Cameron received his new cells on the 29th of Jan after a gruelling course of Chemo and it was only now that people realised how ill he was. All went well till just a few days later when Cameron developed condition called VOD where the liver swells and the body fills with fluid.They could have pretreated but he was so unlikely to get it with such a perfect match.Our son looked so ill and had to be propped up on pillows as everything was pushing up on his lungs.He just escaped going to intensive care but Nurses were shocked that he had made it through.

 

Things just seemed to get worse after that with Cam developing Graft Versus Host disease of the Skin.He looked like he was being burned badly by the sun as his skin just peeled and he was so red and sore.We had to cover him in a huge tub of Vaseline on a daily basis. He would be constantly itching and struggled to sleep.

 

 Just when we though he was getting past this he developed stomach problems which we now think was GVHD of the Gut.He would scream out in agony as he was in such pain and was on so much morphine it was just heart braking.

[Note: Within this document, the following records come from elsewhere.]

impl Prepare<'_> {
    fn temp(&mut self) -> String {
        let n = self.counter;
        self.counter += 1;
        format!("condcov_t_{n}")
    }

    fn placeholder(&mut self) -> Stmt {
        Stmt::Empty(Box::new(EmptyStmt {
            semi: Token::synth(TokKind::Semi, "", Pos::new(0, 0)),
            node_id: self.ids.next_id(),
        }))
    }

    /// Move a header init into the surrounding block, followed by a
    /// `_ = name` per declared name so a binding the cases no longer
    /// mention stays used.
    fn push_init(&mut self, init: Option<Stmt>, lead: &str, pos: Pos, out: &mut Vec<Stmt>) {
        let Some(mut init) = init else { return };
        let names: Vec<String> = match &init {
            Stmt::Assign(a) => a.declared_names().iter().map(|s| s.to_string()).collect(),
            _ => Vec::new(),
        };
        if let Some(leading) = stmt_leading_mut(&mut init) {
            *leading = lead.to_string();
        }
        out.push(init);
        for name in names {
            out.push(factory::discard(&name, lead, pos, self.ids));
        }
    }

    /// `switch init; tag { case e: }` becomes a block that binds the tag
    /// once and compares the temporary in a tagless switch.
    fn rewrite_tagged(&mut self, stmt: &mut Stmt) {
        let placeholder = self.placeholder();
        let Stmt::Switch(sw) = std::mem::replace(stmt, placeholder) else {
            unreachable!("caller matched a tagged switch");
        };
        let mut sw = *sw;
        let pos = sw.switch_tok.pos;
        let leading = std::mem::take(&mut sw.switch_tok.leading);
        let outer = factory::indent_of(&leading);
        let lead = format!("\n{outer}\t");
        let inner = format!("{outer}\t");

        let Some(tag) = sw.tag.take() else {
            unreachable!("caller matched a tagged switch");
        };
        // Recorded texts refer to the original tag, not the temporary.
        let texts: Vec<Vec<String>> = sw
            .clauses
            .iter()
            .map(|c| c.exprs.iter().map(|e| render_eq(&tag, e)).collect())
            .collect();

        let temp = self.temp();
        let mut stmts = Vec::new();
        self.push_init(sw.init.take(), &lead, pos, &mut stmts);
        stmts.push(factory::define(&temp, &lead, tag, pos, self.ids));

        let mut any_case_expr = false;
        for (clause, clause_texts) in sw.clauses.iter_mut().zip(texts) {
            for (e, text) in clause.exprs.iter_mut().zip(clause_texts) {
                any_case_expr = true;
                let orig = std::mem::replace(e, factory::ident("_", pos, self.ids));
                let eq = factory::eq_with_temp(&temp, orig, self.ids);
                self.marks.mark_with_text(eq.node_id(), text);
                *e = eq;
            }
        }
        if !any_case_expr {
            stmts.push(factory::discard(&temp, &lead, pos, self.ids));
        }
        stmts.push(factory::tagless_switch(&lead, &inner, sw.clauses, pos, self.ids));

        *stmt = factory::block(leading, &outer, stmts, pos, self.ids);
        if let Stmt::Block(b) = stmt {
            b.semi = sw.semi;
        }
        // Clause bodies may hold further switches.
        self.stmt(stmt);
    }

    /// `switch [v :=] x.(type) { case T: }` becomes a block that binds the
    /// guard once, runs a two-value assertion per case type, and switches
    /// over the resulting booleans.
    fn rewrite_type_switch(&mut self, stmt: &mut Stmt) {
        let placeholder = self.placeholder();
        let Stmt::TypeSwitch(sw) = std::mem::replace(stmt, placeholder) else {
            unreachable!("caller matched a type switch");
        };
        let mut sw = *sw;
        let pos = sw.switch_tok.pos;
        let leading = std::mem::take(&mut sw.switch_tok.leading);
        let outer = factory::indent_of(&leading);
        let lead = format!("\n{outer}\t");
        let inner = format!("{outer}\t");

        let guard_x = match sw.guard {
            Expr::TypeAssert(assert) => assert.x,
            other => other,
        };
        let texts: Vec<Vec<String>> = sw
            .clauses
            .iter()
            .map(|c| {
                c.exprs
                    .iter()
                    .map(|e| {
                        if is_nil(e) {
                            render_eq_nil(&guard_x)
                        } else {
                            render_eq(&guard_x, e)
                        }
                    })
                    .collect()
            })
            .collect();

        let mut stmts = Vec::new();
        self.push_init(sw.init.take(), &lead, pos, &mut stmts);
        let tag_temp = self.temp();
        stmts.push(factory::define(&tag_temp, &lead, guard_x, pos, self.ids));

        let bind = sw.bind.map(|b| b.name.name().to_string());
        let mut used = bind.is_some() && !sw.clauses.is_empty();

        for (clause, clause_texts) in sw.clauses.iter_mut().zip(texts) {
            // A clause naming exactly one concrete type rebinds the guard
            // at that type; any other shape keeps the interface value.
            let single_ty = match clause.exprs.as_slice() {
                [only] if !is_nil(only) => Some(only.clone()),
                _ => None,
            };
            for (e, text) in clause.exprs.iter_mut().zip(clause_texts) {
                used = true;
                let temp = self.temp();
                let case_leading = std::mem::take(&mut e.first_token_mut().leading);
                let orig = std::mem::replace(e, factory::ident("_", pos, self.ids));
                let test = if is_nil(&orig) {
                    let eq = factory::eq_nil(&tag_temp, "", pos, self.ids);
                    factory::define(&temp, &lead, eq, pos, self.ids)
                } else {
                    let assert = factory::type_assert(&tag_temp, orig, pos, self.ids);
                    factory::define_second(&temp, &lead, assert, pos, self.ids)
                };
                stmts.push(test);
                let mut flag = factory::ident(&temp, pos, self.ids);
                flag.first_token_mut().leading = case_leading;
                self.marks.mark_with_text(flag.node_id(), text);
                *e = flag;
            }
            if let Some(name) = &bind {
                let rhs = match single_ty {
                    Some(ty) => factory::type_assert(&tag_temp, ty, pos, self.ids),
                    None => factory::ident(&tag_temp, pos, self.ids),
                };
                clause.stmts.insert(0, factory::define(name, &lead, rhs, pos, self.ids));
                clause.stmts.insert(1, factory::discard(name, &lead, pos, self.ids));
            }
        }
        if !used {
            stmts.push(factory::discard(&tag_temp, &lead, pos, self.ids));
        }
        stmts.push(factory::tagless_switch(&lead, &inner, sw.clauses, pos, self.ids));

        *stmt = factory::block(leading, &outer, stmts, pos, self.ids);
        if let Stmt::Block(b) = stmt {
            b.semi = sw.semi;
        }
        self.stmt(stmt);
    }

    // === Walkers ===========================================================

    fn gen_decl(&mut self, decl: &mut GenDecl) {
        for spec in &mut decl.specs {
            if let Spec::Value(value) = spec {
                for expr in &mut value.values {
                    self.expr(expr);
                }
            }
        }
    }

    fn block(&mut self, block: &mut Block) {
        for stmt in &mut block.stmts {
            self.stmt(stmt);
        }
    }

    fn stmts(&mut self, stmts: &mut [Stmt]) {
        for stmt in stmts {
            self.stmt(stmt);
        }
    }

    fn stmt(&mut self, stmt: &mut Stmt) {
        if matches!(stmt, Stmt::Switch(sw) if sw.tag.is_some()) {
            self.rewrite_tagged(stmt);
            return;
        }
        if matches!(stmt, Stmt::TypeSwitch(_)) {
            self.rewrite_type_switch(stmt);
            return;
        }
        match stmt {
            Stmt::Expr(n) => self.expr(&mut n.expr),
            Stmt::Send(n) => {
                self.expr(&mut n.chan);
                self.expr(&mut n.value);
            }
            Stmt::IncDec(n) => self.expr(&mut n.expr),
            Stmt::Assign(n) => {
                for e in &mut n.lhs {
                    self.expr(e);
                }
                for e in &mut n.rhs {
                    self.expr(e);
                }
            }
            Stmt::Decl(n) => self.gen_decl(&mut n.decl),
            Stmt::Return(n) => {
                for e in &mut n.results {
                    self.expr(e);
                }
            }
            Stmt::Branch(_) | Stmt::Empty(_) => {}
            Stmt::Block(n) => self.block(&mut n.block),
            Stmt::If(n) => self.if_stmt(n),
            Stmt::For(n) => {
                match &mut n.header {
                    ForHeader::Infinite => {}
                    ForHeader::Cond(cond) => self.expr(cond),
                    ForHeader::Clause {
                        init, cond, post, ..
                    } => {
                        if let Some(init) = init {
                            self.stmt(init);
                        }
                        if let Some(cond) = cond {
                            self.expr(cond);
                        }
                        if let Some(post) = post {
                            self.stmt(post);
                        }
                    }
                    ForHeader::Range { lhs, x, .. } => {
                        for e in lhs {
                            self.expr(e);
                        }
                        self.expr(x);
                    }
                }
                self.block(&mut n.body);
            }
            Stmt::Switch(n) => {
                // Tagless; tagged switches were rewritten above.
                if let Some(init) = &mut n.init {
                    self.stmt(init);
                }
                for clause in &mut n.clauses {
                    for e in &mut clause.exprs {
                        self.expr(e);
                    }
                    self.stmts(&mut clause.stmts);
                }
            }
            Stmt::TypeSwitch(_) => unreachable!("rewritten above"),
            Stmt::Select(n) => {
                for clause in &mut n.clauses {
                    if let Some(comm) = &mut clause.comm {
                        self.stmt(comm);
                    }
                    self.stmts(&mut clause.stmts);
                }
            }
            Stmt::Labeled(n) => {
                if let Some(inner) = &mut n.stmt {
                    self.stmt(inner);
                }
            }
            Stmt::Go(n) => self.expr(&mut n.call),
            Stmt::Defer(n) => self.expr(&mut n.call),
        }
    }

    fn if_stmt(&mut self, stmt: &mut IfStmt) {
        if let Some(init) = &mut stmt.init {
            self.stmt(init);
        }
        self.expr(&mut stmt.cond);
        self.block(&mut stmt.body);
        match &mut stmt.else_branch {
            Some(ElseBranch::If(inner)) => self.if_stmt(inner),
            Some(ElseBranch::Block(block)) => self.block(block),
            None => {}
        }
    }

    /// Walk into function literals; other expressions hold no statements.
    fn expr(&mut self, expr: &mut Expr) {
        match expr {
            Expr::Ident(_) | Expr::Lit(_) | Expr::Ellipsis(_) => {}
            Expr::Unary(n) => self.expr(&mut n.operand),
            Expr::Binary(n) => {
                self.expr(&mut n.lhs);
                self.expr(&mut n.rhs);
            }
            Expr::Paren(n) => self.expr(&mut n.inner),
            Expr::Call(n) => {
                self.expr(&mut n.fun);
                for arg in &mut n.args {
                    self.expr(arg);
                }
            }
            Expr::Selector(n) => self.expr(&mut n.x),
            Expr::Index(n) => {
                self.expr(&mut n.x);
                self.expr(&mut n.index);
            }
            Expr::Slice(n) => {
                self.expr(&mut n.x);
                for e in [&mut n.low, &mut n.high, &mut n.max].into_iter().flatten() {
                    self.expr(e);
                }
            }
            Expr::TypeAssert(n) => self.expr(&mut n.x),
            Expr::Composite(n) => {
                for elt in &mut n.elts {
                    self.expr(elt);
                }
            }
            Expr::KeyValue(n) => {
                self.expr(&mut n.key);
                self.expr(&mut n.value);
            }
            Expr::FuncLit(n) => self.block(&mut n.body),
            Expr::Star(n) => self.expr(&mut n.x),
            Expr::ArrayType(_)
            | Expr::MapType(_)
            | Expr::ChanType(_)
            | Expr::FuncType(_)
            | Expr::StructType(_)
            | Expr::InterfaceType(_) => {}
        }
    }
}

I felt so helpless as all I could do was hold him but I couldn't stop any of it.

 

  This all went on for a couple of weeks and then we noticed that Cams breathing had become laboured and he was rushed to intensive care and put on life support. Test after test was done to see what was wrong.His lungs were filled with gunk and although they tried everything his machines had to be turned up to the highest levels. We were told that we may lose him and had to tell our Children that their Brother may not be coming home.

 

 Our Docs were amazing and even liaised with an American doc to try an treatment which was his last hope because they just didn't know what else to do.Lack of knowledge of the disease just left them clutching at straws.Sadly it didn't work and on the 22nd of April 2008 our Precious Sons machines were turned off.

 

 I held my Precious Baby Boy in my arms as he took his last breath.

 

   I look back now and know that if they had been more aware of rare illness then my Son may have been saved.We would never have felt alone and would have had the support we needed.